Box–Behnken‟s factorial design (Panda et al 2008) and Response surface
methodology (RSM) technologies (Lopez et al 2004b, Panda et al 2009a,
Panda et al 2009b, Sayyad et al 2007, Pansuriya and Singhal 2010) are also
used for designing optimal medium for lovastatin production. Supplements
like tylosin (Jia et al 2010) and tween80 (Danuri 2008) are also added for
improving the lovastatin production.
1.8.2 Effect of Metal Ions
Jia et al (2009b) studied lovastatin biosynthesis in the presence of
metal ions and achieved the following results. Cu2+ inhibited cell growth with
no influence on lovastatin biosynthesis. Fe2+, Ca2+, Zn2+, Mg2+, Mn2+
promoted cell growth and lovastatin biosynthesis. Zn2+ promotes the activity
of lovD which inturn increases lovastatin production and it also promotes the
upstream steps in lovastatin biosynthesis. LovE and orf 13 requires zinc ion
participating in regulation during lovastatin biosynthesis.
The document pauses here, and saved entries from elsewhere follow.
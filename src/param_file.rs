/*
    asdapar

    Copyright 2024 Daniel Balsom

    Permission is hereby granted, free of charge, to any person obtaining a
    copy of this software and associated documentation files (the “Software”),
    to deal in the Software without restriction, including without limitation
    the rights to use, copy, modify, merge, publish, distribute, sublicense,
    and/or sell copies of the Software, and to permit persons to whom the
    Software is furnished to do so, subject to the following conditions:

    The above copyright notice and this permission notice shall be included in
    all copies or substantial portions of the Software.

    THE SOFTWARE IS PROVIDED “AS IS”, WITHOUT WARRANTY OF ANY KIND, EXPRESS OR
    IMPLIED, INCLUDING BUT NOT LIMITED TO THE WARRANTIES OF MERCHANTABILITY,
    FITNESS FOR A PARTICULAR PURPOSE AND NONINFRINGEMENT. IN NO EVENT SHALL THE
    AUTHORS OR COPYRIGHT HOLDERS BE LIABLE FOR ANY CLAIM, DAMAGES OR OTHER
    LIABILITY, WHETHER IN AN ACTION OF CONTRACT, TORT OR OTHERWISE, ARISING
    FROM, OUT OF OR IN CONNECTION WITH THE SOFTWARE OR THE USE OR OTHER
    DEALINGS IN THE SOFTWARE.

    --------------------------------------------------------------------------

    src/param_file.rs

    The decoded parameter file.
*/

use crate::{
    codec::ParamFileCodec,
    params::{ParamEntry, ParamKey},
    section::SectionTableEntry,
    validate::RoundTripValidator,
    DecodeOptions,
    EncodeError,
    ParamFileError,
};
use std::{collections::BTreeMap, path::Path};

/// A fully decoded parameter file.
///
/// A `ParamFile` is populated by a single decode pass, in section table order. Fields that come
/// from an optional section (0x0001, 0x0002) are `None` if the file has no such section. The
/// section table is kept as read, so that encoding reproduces the same layout.
#[derive(Clone, Debug, Default, PartialEq, Eq)]
#[cfg_attr(feature = "serde", derive(serde::Serialize, serde::Deserialize))]
pub struct ParamFile {
    pub storage_mode: u32,
    pub asdasoft_version_string: String,
    #[cfg_attr(feature = "serde", serde(default, skip_serializing_if = "Option::is_none"))]
    pub firmware_version: Option<u32>,
    #[cfg_attr(feature = "serde", serde(default, skip_serializing_if = "Option::is_none"))]
    pub firmware_subversion: Option<u32>,
    #[cfg_attr(
        feature = "serde",
        serde(default, alias = "0002_unknown_x", skip_serializing_if = "Option::is_none")
    )]
    pub section2_value: Option<u16>,
    pub section_table: Vec<SectionTableEntry>,
    #[cfg_attr(feature = "serde", serde(default))]
    pub params: BTreeMap<ParamKey, ParamEntry>,
}

impl ParamFile {
    /// Decode a parameter file from a byte slice, optionally verifying that it re-encodes to the
    /// same bytes.
    pub fn from_bytes(bytes: &[u8], opts: &DecodeOptions) -> Result<ParamFile, ParamFileError> {
        let file = ParamFileCodec::decode(bytes)?;

        if opts.verify_round_trip {
            let reconstructed = ParamFileCodec::encode(&file)?;
            RoundTripValidator::assert_equal(bytes, &reconstructed)?;
            log::debug!("Reconstruction of {} bytes verified", bytes.len());
        }
        Ok(file)
    }

    /// Encode this parameter file into bytes.
    pub fn to_bytes(&self) -> Result<Vec<u8>, EncodeError> {
        ParamFileCodec::encode(self)
    }

    pub fn load(path: impl AsRef<Path>, opts: &DecodeOptions) -> Result<ParamFile, ParamFileError> {
        let path = path.as_ref();
        log::debug!("Loading parameter file: {}", path.display());
        let buffer = std::fs::read(path)?;
        ParamFile::from_bytes(&buffer, opts)
    }

    pub fn save(&self, path: impl AsRef<Path>) -> Result<(), ParamFileError> {
        let path = path.as_ref();
        let buffer = self.to_bytes()?;
        log::debug!("Saving {} bytes to: {}", buffer.len(), path.display());
        std::fs::write(path, buffer)?;
        Ok(())
    }

    pub fn param(&self, block_id: u16, param_id: u16) -> Option<&ParamEntry> {
        self.params.get(&ParamKey::new(block_id, param_id))
    }

    pub fn param_mut(&mut self, block_id: u16, param_id: u16) -> Option<&mut ParamEntry> {
        self.params.get_mut(&ParamKey::new(block_id, param_id))
    }

    /// Recompute the offset and length of every section table entry from the current contents of
    /// the file. The number of table rows and their types are kept.
    pub fn rebuild_section_table(&mut self) -> Result<(), EncodeError> {
        let mut offset = ParamFileCodec::sections_start(self.section_table.len());

        for index in 0..self.section_table.len() {
            let section_type = self.section_table[index].section_type;
            let length = ParamFileCodec::section_length(self, index, section_type)?;
            let entry = &mut self.section_table[index];
            entry.offset = offset as u32;
            entry.length = length;
            offset += length as usize;
        }
        Ok(())
    }
}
Highest lovastatin
improvement is with Mn2+ on raise from 1 to 2mm.
1.8.3 pH and Dissolved Oxygen Level
Maintaining pH above 4.5 is crucial with glucose as carbon source.
Fermentations are typically carried out at approximately around 28 oC and pH
of 5.8 to 6.3. The dissolved oxygen level is controlled at greater than 40% of
air saturation.
1.8.4 Gene Manipulation
More intense transcription of biosynthetic genes would lead to
enhanced lovastatin production. LovC disruptant is able to convert
22
dihydromonacolin L or monacolin J into lovastatin. LovA mutant has an
unexpected Beta-oxidation and gives a small amount of lovastatin upon
addition of immediate precursor monacolin J (Sorensen et al 2003). Huang
and Li (2009) proved lovE is essential for lovastatin biosynthesis, by
introducing an additional copy of lovE which increases lovastatin production.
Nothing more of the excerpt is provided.